In [1]:
%load_ext autoreload
%autoreload 2

In [2]:
import sys

sys.path.append("..")

import pandas as pd
from tqdm.auto import tqdm
from pathlib import Path
import matplotlib.pyplot as plt
import plotly.graph_objects as go
import numpy as np

from multiprocessing import Pool
import traceback
from functional import seq

from agg_utils.metrics import compute_dssim_matplotlib, compute_dssim_plotly
from agg_utils.path_conf import figure_root_dir
from plotly.subplots import make_subplots

# Calculation of the Metrics 

## Matplotlib figures

In [3]:
# Create a dichw chih contains the reference images, which saves the time of loading
# the reference images every time
ref_dict = {
    str(p): (255 * plt.imread(p)).astype(np.float32)
    for p in tqdm(list((figure_root_dir / "matplotlib").glob("reference_*.png")))
}

# files = seq((figure_root_dir / "matplotlib").glob("*200000*ls=default*lw=1*.png")).filter(lambda x: 'reference' not in x.name).to_list()
files = seq((figure_root_dir / "matplotlib").glob("*.png")).filter(lambda x: 'reference' not in x.name).to_list()

  0%|          | 0/384 [00:00<?, ?it/s]

In [7]:
def wrap_compute_dssim_matplotlib(agg_path):
    return compute_dssim_matplotlib(agg_path, mse=True, ref_dict=ref_dict)

out = []
with Pool(processes=8) as pool:
    results = pool.imap_unordered(wrap_compute_dssim_matplotlib, files)
    results = tqdm(results, total=len(files))
    try:
        out = [f for f in results]
        del results
    except:
        traceback.print_exc()
        pool.terminate()
    finally:
        pool.close()
        pool.join()


df_out = pd.concat(out, axis=1).T
# df_out.to_csv("../loc_data/matplotlib_metrics_v4.csv", index=False)

cat_cols = ['toolkit', 'data', 'aggregator', 'ls']
int_cols = ['n', 'lw', 'n_out']
for c in cat_cols:
    df_out[c] = df_out[c].astype('category')
for c in int_cols:
    df_out[c] = df_out[c].astype('int')
df_out['aa'] = df_out['aa'].astype('bool')

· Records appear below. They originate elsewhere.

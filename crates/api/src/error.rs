//! API error types with HTTP response mapping.

use axum::body::Body;
use axum::extract::Request;
use axum::http::StatusCode;
use axum::middleware::Next;
use axum::response::{IntoResponse, Response};
use checkout::{CheckoutError, ErrorKind, PaymentError};
use serde::Serialize;

const UNEXPECTED_MESSAGE: &str = "Something went wrong, please try again later";
const DEPENDENCY_MESSAGE: &str = "A required service is unavailable, please try again later";

/// API-level error type that maps to HTTP responses.
#[derive(Debug)]
pub enum ApiError {
    /// Malformed request (bad ID, unparsable body field).
    BadRequest(String),
    Checkout(CheckoutError),
    Payment(PaymentError),
}

/// JSON body of every failed request.
#[derive(Debug, Serialize)]
pub struct ErrorBody {
    pub success: bool,
    pub kind: &'static str,
    pub message: String,
}

/// Full error text, attached to responses whose public message is generic.
#[derive(Debug, Clone)]
pub struct ErrorDetail(pub String);

pub fn status_for(kind: ErrorKind) -> StatusCode {
    match kind {
        ErrorKind::Validation => StatusCode::BAD_REQUEST,
        ErrorKind::Conflict => StatusCode::CONFLICT,
        ErrorKind::NotFound => StatusCode::NOT_FOUND,
        ErrorKind::Dependency => StatusCode::SERVICE_UNAVAILABLE,
        ErrorKind::Unexpected => StatusCode::INTERNAL_SERVER_ERROR,
    }
}

impl ApiError {
    pub fn kind(&self) -> ErrorKind {
        match self {
            ApiError::BadRequest(_) => ErrorKind::Validation,
            ApiError::Checkout(e) => e.kind(),
            ApiError::Payment(e) => e.kind(),
        }
    }

    /// Message safe to show to the customer.
    pub fn public_message(&self) -> String {
        match self.kind() {
            ErrorKind::Unexpected => UNEXPECTED_MESSAGE.to_string(),
            ErrorKind::Dependency => DEPENDENCY_MESSAGE.to_string(),
            _ => self.to_string(),
        }
    }
}

impl std::fmt::Display for ApiError {
    fn fmt(&self, f: &mut std::fmt::Formatter<'_>) -> std::fmt::Result {
        match self {
            ApiError::BadRequest(msg) => write!(f, "{msg}"),
            ApiError::Checkout(e) => write!(f, "{e}"),
            ApiError::Payment(e) => write!(f, "{e}"),
        }
    }
}

impl IntoResponse for ApiError {
    fn into_response(self) -> Response {
        let kind = self.kind();
        let status = status_for(kind);
        let detail = self.to_string();

        match kind {
            ErrorKind::Unexpected => tracing::error!(error = %detail, "internal server error"),
            ErrorKind::Dependency => tracing::warn!(error = %detail, "dependency unavailable"),
            _ => tracing::debug!(error = %detail, kind = %kind, "request rejected"),
        }

        let body = ErrorBody {
            success: false,
            kind: kind.as_str(),
            message: self.public_message(),
        };
        let mut response = (status, axum::Json(body)).into_response();
        response.extensions_mut().insert(ErrorDetail(detail));
        response
    }
}

/// Replaces generic error messages with the full error text.
///
/// Only installed when `EXPOSE_ERROR_DETAILS` is enabled.
pub async fn expose_error_details(request: Request, next: Next) -> Response {
    let response = next.run(request).await;
    let Some(ErrorDetail(detail)) = response.extensions().get::<ErrorDetail>().cloned() else {
        return response;
    };

    let (parts, body) = response.into_parts();
    let Ok(bytes) = axum::body::to_bytes(body, usize::MAX).await else {
        return Response::from_parts(parts, Body::empty());
    };
    let mut json: serde_json::Value = match serde_json::from_slice(&bytes) {
        Ok(json) => json,
        Err(_) => return Response::from_parts(parts, Body::from(bytes)),
    };
    json["message"] = serde_json::Value::String(detail);

    let mut parts = parts;
    parts.headers.remove(axum::http::header::CONTENT_LENGTH);
    Response::from_parts(parts, Body::from(json.to_string()))
}

impl From<CheckoutError> for ApiError {
    fn from(err: CheckoutError) -> Self {
        ApiError::Checkout(err)
    }
}

impl From<PaymentError> for ApiError {
    fn from(err: PaymentError) -> Self {
        ApiError::Payment(err)
    }
}
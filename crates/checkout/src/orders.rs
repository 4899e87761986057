//! Order assembly and the order lifecycle.

use chrono::{DateTime, Utc};
use common::{CartId, CommissionRate, CustomerId, Money, OrderId, ProductId, TailorId};
use domain::{FulfillmentMethod, NewOrder, Order, OrderLine, OrderStatus};
use store::{CartStore, CatalogStore, Database, OrderStore, StoreError, Transaction};

use crate::catalog::adjust_stock_in;
use crate::error::{CheckoutError, Result};

/// Where and how a cart order is delivered.
#[derive(Debug, Clone)]
pub struct ShippingInfo {
    pub address: String,
    pub fulfillment: FulfillmentMethod,
}

/// One line of a bespoke tailoring request.
#[derive(Debug, Clone)]
pub struct CustomItem {
    pub description: String,
    pub quantity: u32,
    pub unit_price: Money,
}

/// A tailoring request placed directly with a tailor, without a cart.
#[derive(Debug, Clone)]
pub struct CustomOrderRequest {
    pub customer_id: CustomerId,
    pub tailor_id: TailorId,
    pub description: String,
    pub items: Vec<CustomItem>,
    pub due_date: Option<DateTime<Utc>>,
    pub fulfillment: FulfillmentMethod,
    pub shipping_address: Option<String>,
}

/// Lines of one order under construction, keyed by the owning tailor.
struct OrderGroup {
    tailor_id: Option<TailorId>,
    lines: Vec<OrderLine>,
}

fn order_description(lines: &[OrderLine]) -> String {
    let names: Vec<String> = lines
        .iter()
        .map(|l| format!("{} x{}", l.description, l.quantity))
        .collect();
    names.join(", ")
}

/// Converts carts into orders and manages order status.
#[derive(Clone)]
pub struct OrderAssembly<D: Database> {
    db: D,
    commission_rate: CommissionRate,
}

for c in set(df_out.columns).difference(cat_cols + int_cols + ['aa']):
    df_out[c] = df_out[c].astype('float')
df_out.to_parquet("../loc_data/matplotlib_metrics_v4.parquet")

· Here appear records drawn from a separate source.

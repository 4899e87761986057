//! Order and order item records.

use std::str::FromStr;

use chrono::{DateTime, Utc};
use common::{CommissionRate, CustomerId, Money, OrderId, OrderItemId, ProductId, TailorId};
use serde::{Deserialize, Serialize};

use super::OrderStatus;
use crate::error::DomainError;

/// How the finished order reaches the customer.
#[derive(Debug, Clone, Copy, PartialEq, Eq, Hash, Serialize, Deserialize, Default)]
pub enum FulfillmentMethod {
    #[default]
    Delivery,
    Pickup,
}

impl FulfillmentMethod {
    pub fn as_str(&self) -> &'static str {
        match self {
            FulfillmentMethod::Delivery => "Delivery",
            FulfillmentMethod::Pickup => "Pickup",
        }
    }
}

impl FromStr for FulfillmentMethod {
    type Err = DomainError;

    fn from_str(s: &str) -> Result<Self, Self::Err> {
        match s {
            "Delivery" => Ok(FulfillmentMethod::Delivery),
            "Pickup" => Ok(FulfillmentMethod::Pickup),
            other => Err(DomainError::UnknownVariant {
                kind: "fulfillment method",
                value: other.to_string(),
            }),
        }
    }
}

/// A priced line to be turned into an [`OrderItem`].
#[derive(Debug, Clone, PartialEq, Eq)]
pub struct OrderLine {
    /// `None` for bespoke tailoring work.
    pub product_id: Option<ProductId>,
    pub description: String,
    pub quantity: u32,
    pub unit_price: Money,
}

/// Header fields for a new order.
#[derive(Debug, Clone, PartialEq, Eq)]
pub struct NewOrder {
    pub customer_id: CustomerId,
    pub tailor_id: Option<TailorId>,
    pub description: String,
    pub fulfillment: FulfillmentMethod,
    pub shipping_address: Option<String>,
    pub due_date: Option<DateTime<Utc>>,
}

/// One immutable line of an order.
#[derive(Debug, Clone, PartialEq, Eq, Serialize, Deserialize)]
pub struct OrderItem {
    pub id: OrderItemId,
    pub order_id: OrderId,
    pub product_id: Option<ProductId>,
    pub description: String,
    pub quantity: u32,
    pub unit_price: Money,
    pub total: Money,
}

impl OrderItem {
    /// Creates an item with `total = unit_price * quantity`.
    pub fn new(order_id: OrderId, line: OrderLine) -> Result<Self, DomainError> {
        if line.quantity == 0 {
            return Err(DomainError::InvalidQuantity { quantity: 0 });
        }
        if !line.unit_price.is_positive() {
            return Err(DomainError::InvalidPrice {
                price: line.unit_price,
            });
        }
        let total = line
            .unit_price
            .checked_mul(line.quantity)
            .ok_or(DomainError::AmountOverflow)?;
        Ok(Self {
            id: OrderItemId::new(),
            order_id,
            product_id: line.product_id,
            description: line.description,
            quantity: line.quantity,
            unit_price: line.unit_price,
            total,
        })
    }

    /// Checks the stored total against unit price times quantity.
    pub fn verify(&self) -> Result<(), DomainError> {
        let expected = self
            .unit_price
            .checked_mul(self.quantity)
            .ok_or(DomainError::AmountOverflow)?;
        if expected != self.total {
            return Err(DomainError::ItemTotalMismatch {
                expected,
                actual: self.total,
            });
        }
        Ok(())
    }
}

/// An order placed by a customer with one tailor (or the platform).
#[derive(Debug, Clone, PartialEq, Eq, Serialize, Deserialize)]
pub struct Order {
    pub id: OrderId,
    pub customer_id: CustomerId,
    pub tailor_id: Option<TailorId>,
    pub description: String,
    pub total_price: Money,
    pub commission_rate: CommissionRate,
    pub commission_amount: Money,
    pub status: OrderStatus,
    pub fulfillment: FulfillmentMethod,
    pub shipping_address: Option<String>,
    pub created_at: DateTime<Utc>,
    pub due_date: Option<DateTime<Utc>>,
    pub items: Vec<OrderItem>,
}

impl Order {
    /// Builds a `Pending` order from priced lines and applies the commission.
    pub fn assemble(
        header: NewOrder,
        lines: Vec<OrderLine>,
        commission_rate: CommissionRate,
    ) -> Result<Self, DomainError> {
        if lines.is_empty() {
            return Err(DomainError::OrderHasNoItems);
        }

        let id = OrderId::new();
        let items = lines
            .into_iter()
            .map(|line| OrderItem::new(id, line))
            .collect::<Result<Vec<_>, _>>()?;
        let total_price =
            Money::checked_sum(items.iter().map(|i| i.total)).ok_or(DomainError::AmountOverflow)?;

        let order = Self {
            id,
            customer_id: header.customer_id,
            tailor_id: header.tailor_id,
            description: header.description,
            total_price,
            commission_rate,
            commission_amount: commission_rate.apply(total_price),
            status: OrderStatus::Pending,
            fulfillment: header.fulfillment,
            shipping_address: match header.fulfillment {
                FulfillmentMethod::Delivery => header.shipping_address,
                FulfillmentMethod::Pickup => None,
            },
            created_at: Utc::now(),
            due_date: header.due_date,
            items,
        };
        order.verify_totals()?;
        Ok(order)
    }

    /// Re-checks every item total and the order total against its items.
    pub fn verify_totals(&self) -> Result<(), DomainError> {
        if self.items.is_empty() {
            return Err(DomainError::OrderHasNoItems);
        }
        for item in &self.items {
            item.verify()?;
        }
        let expected = Money::checked_sum(self.items.iter().map(|i| i.total))
            .ok_or(DomainError::AmountOverflow)?;
        if expected != self.total_price {
            return Err(DomainError::OrderTotalMismatch {
                expected,
                actual: self.total_price,
            });
        }
        Ok(())
    }

    /// Moves the order to `next` if the state machine allows it.
    pub fn transition_to(&mut self, next: OrderStatus) -> Result<(), DomainError> {
        if !self.status.can_transition_to(next) {
            return Err(DomainError::InvalidOrderTransition {
                from: self.status,
                to: next,
            });
        }
        self.status = next;
        Ok(())
    }

    pub fn item_count(&self) -> u64 {
        self.items.iter().map(|i| u64::from(i.quantity)).sum()
    }
}

#[cfg(test)]
mod tests {
    use super::*;

    fn header() -> NewOrder {
        NewOrder {
            customer_id: CustomerId::new(),
            tailor_id: Some(TailorId::new()),
            description: "Store order".to_string(),
            fulfillment: FulfillmentMethod::Delivery,
            shipping_address: Some("12 Nile St, Cairo".to_string()),
            due_date: None,
        }
    }

    fn line(quantity: u32, unit_cents: i64) -> OrderLine {
        OrderLine {
            product_id: Some(ProductId::new()),
            description: "Kaftan".to_string(),
            quantity,
            unit_price: Money::from_cents(unit_cents),
        }
    }

    #[test]
    fn test_assemble_computes_totals_and_commission() {
        let order = Order::assemble(
            header(),
            vec![line(2, 5_000), line(1, 10_000)],
            CommissionRate::default(),
        )
        .unwrap();

        assert_eq!(order.status, OrderStatus::Pending);
        assert_eq!(order.total_price, Money::from_major(200));
        assert_eq!(order.commission_amount, Money::from_major(20));
        assert_eq!(order.items.len(), 2);
        assert_eq!(order.items[0].total, Money::from_major(100));
        assert_eq!(order.item_count(), 3);
        assert!(order.items.iter().all(|i| i.order_id == order.id));
    }

    #[test]
    fn test_assemble_rejects_overflowing_totals() {
        let result = Order::assemble(
            header(),
            vec![line(4_000_000_000, 10_000_000_000)],
            CommissionRate::default(),
        );
        assert_eq!(result, Err(DomainError::AmountOverflow));

        let result = Order::assemble(
            header(),
            vec![line(1, i64::MAX), line(1, 1)],
            CommissionRate::default(),
        );
        assert_eq!(result, Err(DomainError::AmountOverflow));
    }

    #[test]
    fn test_pickup_orders_drop_the_address() {
        let mut pickup = header();
        pickup.fulfillment = FulfillmentMethod::Pickup;
        let order = Order::assemble(pickup, vec![line(1, 100)], CommissionRate::default()).unwrap();
        assert_eq!(order.shipping_address, None);

        let order = Order::assemble(header(), vec![line(1, 100)], CommissionRate::default()).unwrap();
        assert_eq!(order.shipping_address.as_deref(), Some("12 Nile St, Cairo"));
    }

    #[test]
    fn test_assemble_rejects_empty_lines() {
        let result = Order::assemble(header(), vec![], CommissionRate::default());
        assert_eq!(result, Err(DomainError::OrderHasNoItems));
    }

    #[test]
    fn test_assemble_rejects_zero_quantity() {
        let result = Order::assemble(header(), vec![line(0, 100)], CommissionRate::default());
        assert_eq!(result, Err(DomainError::InvalidQuantity { quantity: 0 }));
    }

    #[test]
    fn test_verify_detects_tampered_item_total() {
        let mut order =
            Order::assemble(header(), vec![line(2, 5_000)], CommissionRate::default()).unwrap();
        order.items[0].total = Money::from_cents(9_999);

        assert!(matches!(
            order.verify_totals(),
            Err(DomainError::ItemTotalMismatch { .. })
        ));
    }

    #[test]
    fn test_verify_detects_tampered_order_total() {
        let mut order =
            Order::assemble(header(), vec![line(2, 5_000)], CommissionRate::default()).unwrap();
        order.total_price = Money::from_major(1);

        assert_eq!(
            order.verify_totals(),
            Err(DomainError::OrderTotalMismatch {
                expected: Money::from_major(100),
                actual: Money::from_major(1),
            })
        );
    }

    #[test]
    fn test_transition_follows_state_machine() {
        let mut order =
            Order::assemble(header(), vec![line(1, 100)], CommissionRate::default()).unwrap();

        order.transition_to(OrderStatus::Confirmed).unwrap();
        assert_eq!(order.status, OrderStatus::Confirmed);

        let err = order.transition_to(OrderStatus::Pending).unwrap_err();
        assert_eq!(
            err,
            DomainError::InvalidOrderTransition {
                from: OrderStatus::Confirmed,
                to: OrderStatus::Pending,
            }
        );
    }

    #[test]
    fn test_order_serialization() {
        let order =
            Order::assemble(header(), vec![line(1, 100)], CommissionRate::default()).unwrap();
        let json = serde_json::to_string(&order).unwrap();
        let deserialized: Order = serde_json::from_str(&json).unwrap();
        assert_eq!(order, deserialized);
    }
}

  0%|          | 0/586752 [00:00<?, ?it/s]

## Matplotlib `cairo` figures

In [32]:
ref_dict = {
    str(p): (255 * plt.imread(p)).astype(np.float32)
    for p in tqdm(list((figure_root_dir / "matplotlib_cairo").glob("reference_*.png")))
}

# files = seq((figure_root_dir / "matplotlib").glob("*200000*ls=default*lw=1*.png")).filter(lambda x: 'reference' not in x.name).to_list()
files = seq((figure_root_dir / "matplotlib_cairo").glob("*.png")).filter(lambda x: 'reference' not in x.name).to_list()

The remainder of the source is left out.